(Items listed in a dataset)
══════════
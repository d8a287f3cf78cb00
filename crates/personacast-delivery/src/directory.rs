//! Config-backed persona directory.

use crate::traits::PersonaDirectory;
use crate::Result;
use async_trait::async_trait;
use parking_lot::RwLock;
use personacast_core::types::Persona;
use personacast_core::Config;
use std::collections::HashMap;

/// A persona directory held in memory.
///
/// Avatar write-backs replace the stored avatar URL.
#[derive(Debug, Default)]
pub struct StaticPersonaDirectory {
    personas: RwLock<HashMap<String, Persona>>,
}

impl StaticPersonaDirectory {
    /// Create an empty directory.
    pub fn new() -> Self {
        Self::default()
    }

    /// Load the `personas` section of a config.
    pub fn from_config(config: &Config) -> Self {
        let directory = Self::new();
        for key in config.personas.keys() {
            if let Some(persona) = config.persona(key) {
                directory.insert(persona);
            }
        }
        directory
    }

    /// Add or replace a persona.
    pub fn insert(&self, persona: Persona) {
        self.personas
            .write()
            .insert(persona.full_name.clone(), persona);
    }

    /// All personas, sorted by key.
    pub fn list(&self) -> Vec<Persona> {
        let mut personas: Vec<_> = self.personas.read().values().cloned().collect();
        personas.sort_by(|a, b| a.full_name.cmp(&b.full_name));
        personas
    }

    /// Number of personas.
    pub fn len(&self) -> usize {
        self.personas.read().len()
    }

    /// Whether the directory is empty.
    pub fn is_empty(&self) -> bool {
        self.personas.read().is_empty()
    }
}

#[async_trait]
impl PersonaDirectory for StaticPersonaDirectory {
    async fn get_persona(&self, key: &str) -> Option<Persona> {
        self.personas.read().get(key).cloned()
    }

    async fn set_avatar_url(&self, key: &str, avatar_url: &str) -> Result<()> {
        if let Some(persona) = self.personas.write().get_mut(key) {
            persona.avatar_url = Some(avatar_url.to_string());
        }
        Ok(())
    }
}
══════════
-- WORK ORDER --
Once you have read the records above, set every one of them down again exactly.

-- PROBLEM SOLUTION --
repository d8a287f3cf78cb00
filename crates/personacast-delivery/src/directory.rs
//! Config-backed persona directory.

use crate::traits::PersonaDirectory;
use crate::Result;
use async_trait::async_trait;
use parking_lot::RwLock;
use personacast_core::types::Persona;
use personacast_core::Config;
use std::collections::HashMap;

/// A persona directory held in memory.
///
/// Avatar write-backs replace the stored avatar URL.
#[derive(Debug, Default)]
pub struct StaticPersonaDirectory {
    personas: RwLock<HashMap<String, Persona>>,
}

impl StaticPersonaDirectory {
    /// Create an empty directory.
    pub fn new() -> Self {
        Self::default()
    }

    /// Load the `personas` section of a config.
    pub fn from_config(config: &Config) -> Self {
        let directory = Self::new();
        for key in config.personas.keys() {
            if let Some(persona) = config.persona(key) {
                directory.insert(persona);
            }
        }
        directory
    }

    /// Add or replace a persona.
    pub fn insert(&self, persona: Persona) {
        self.personas
            .write()
            .insert(persona.full_name.clone(), persona);
    }

    /// All personas, sorted by key.
    pub fn list(&self) -> Vec<Persona> {
        let mut personas: Vec<_> = self.personas.read().values().cloned().collect();
        personas.sort_by(|a, b| a.full_name.cmp(&b.full_name));
        personas
    }

    /// Number of personas.
    pub fn len(&self) -> usize {
        self.personas.read().len()
    }

    /// Whether the directory is empty.
    pub fn is_empty(&self) -> bool {
        self.personas.read().is_empty()
    }
}

#[async_trait]
impl PersonaDirectory for StaticPersonaDirectory {
    async fn get_persona(&self, key: &str) -> Option<Persona> {
        self.personas.read().get(key).cloned()
    }

    async fn set_avatar_url(&self, key: &str, avatar_url: &str) -> Result<()> {
        if let Some(persona) = self.personas.write().get_mut(key) {
            persona.avatar_url = Some(avatar_url.to_string());
        }
        Ok(())
    }
}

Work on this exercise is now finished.